Memang semenjak pemuda itu bergabung di kelas mereka, tidak banyak kata yang keluar dari mulutnya selain urusan pelajaran dan keperluan kelas. Berbanding terbalik dengan kesan awal Angela saat bertemu Angkasa karena kejaran anjing.
Saat itu Angkasa terlihat mudah ramah, apalagi berurusan dengan makhluk berbulu keemasan yang takluk di tangannya.
“Eh, ini jaketnya masih dibawa?” tanya Angkasa pada benda yang disampirkan pada sandaran kursi Angela.
Angela spontan memeluk pelapis pakaian berbahan kanvas tebal itu sambil melotot. “Bukan urusan lo! Udah lo suruh buang juga, kan?”
Buat Angela, membeli jaket seperti milik Angkasa bukanlah hal yang sulit, tetapi momen yang terjadi di antara mereka cukup mahal untuk dikenang.
Bukannya jaket itu sudah diberikan Angela kembali ketika membawa Angkasa ke ruang kesehatan? Bagaimana bisa jaket itu bersama Angela?

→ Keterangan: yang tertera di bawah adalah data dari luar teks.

//! Room member entity - Join record linking a profile to a room.
//!
//! `(room_id, user_id)` is unique; the index is created alongside the table.

use sea_orm::entity::prelude::*;
use serde::{Deserialize, Serialize};

/// Room membership database model
#[derive(Clone, Debug, PartialEq, Eq, DeriveEntityModel, Serialize, Deserialize)]
#[sea_orm(table_name = "room_members")]
pub struct Model {
    /// UUID of the membership row
    #[sea_orm(primary_key, auto_increment = false)]
    pub id: String,
    /// Room being joined
    pub room_id: String,
    /// Profile id of the member
    pub user_id: String,
    /// When the user joined
    pub joined_at: DateTimeUtc,
}

/// Defines relationships between `RoomMember` and other entities
#[derive(Copy, Clone, Debug, EnumIter, DeriveRelation)]
pub enum Relation {
    /// Each membership belongs to one room
    #[sea_orm(
        belongs_to = "super::room::Entity",
        from = "Column::RoomId",
        to = "super::room::Column::Id",
        on_delete = "Cascade"
    )]
    Room,
}

impl Related<super::room::Entity> for Entity {
    fn to() -> RelationDef {
        Relation::Room.def()
    }
}

impl ActiveModelBehavior for ActiveModel {}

Angkasa mengingat cara gadis itu mengobati bekas pukulan dari Garin yang memaksanya melepaskan seragam.
“Lagian, warna jaketnya tuh gue banget! Hitam!” gerutu Angela setelah pemuda itu mundur, kembali ke tempat duduknya karena sadar diperhatikan.
Di luar interaksi Angela dan Angkasa yang berubah, gadis itu masih penasaran dengan tampilan mengerikan dari wajah seorang Angkasa setelah insiden pemukulan di hari pertama. Pemuda itu terlihat baik-baik saja ketika bergabung di kelas.
Selain itu, Meli dan Riana sepertinya selalu berdebat mengenai kelebihan Angkasa di kelas. Seolah segala hal yang dikenakan Angkasa selalu mengagumkan di mata mereka. Bagi Angela, Angkasa justru jadi menyebalkan.
“Kapan sih kalian enggak ngebahas anak baru itu mulu?” keluh Angela seraya memutar pandangan dari kedua bola matanya dengan bosan. Entah bagaimana kesan dari kedua temannya kelak jika tahu a handsome boy berubah menjadi the beast.
“By the way, nickname? Dia main Killer Strike juga?” Suara Angela cenderung berbisik.
Belakangan permainan berbasis role play game dan sejenisnya memang sedang naik daun, bahkan sepupu manja Angela yang sedang kuliah di Sydney bisa menjadi BA—Brand Ambassador—gim perang lainnya. Padahal gim selalu dikaitkan dengan perbedaan gender.
“Angkasa!” Mantan kapten basket sekolah memanggil si anak baru. Bima melambaikan tangan dan masuk dalam ruang kelas yang akan digunakan untuk mata pelajaran Matematika level sebelas.
Perasaan Angela, Angkasa dan Bima baru berkenalan di UKS setelah insiden perundungan di hari pertama Angkasa masuk. “Bagaimana bisa mereka terlihat akrab?” desis Angela penasaran.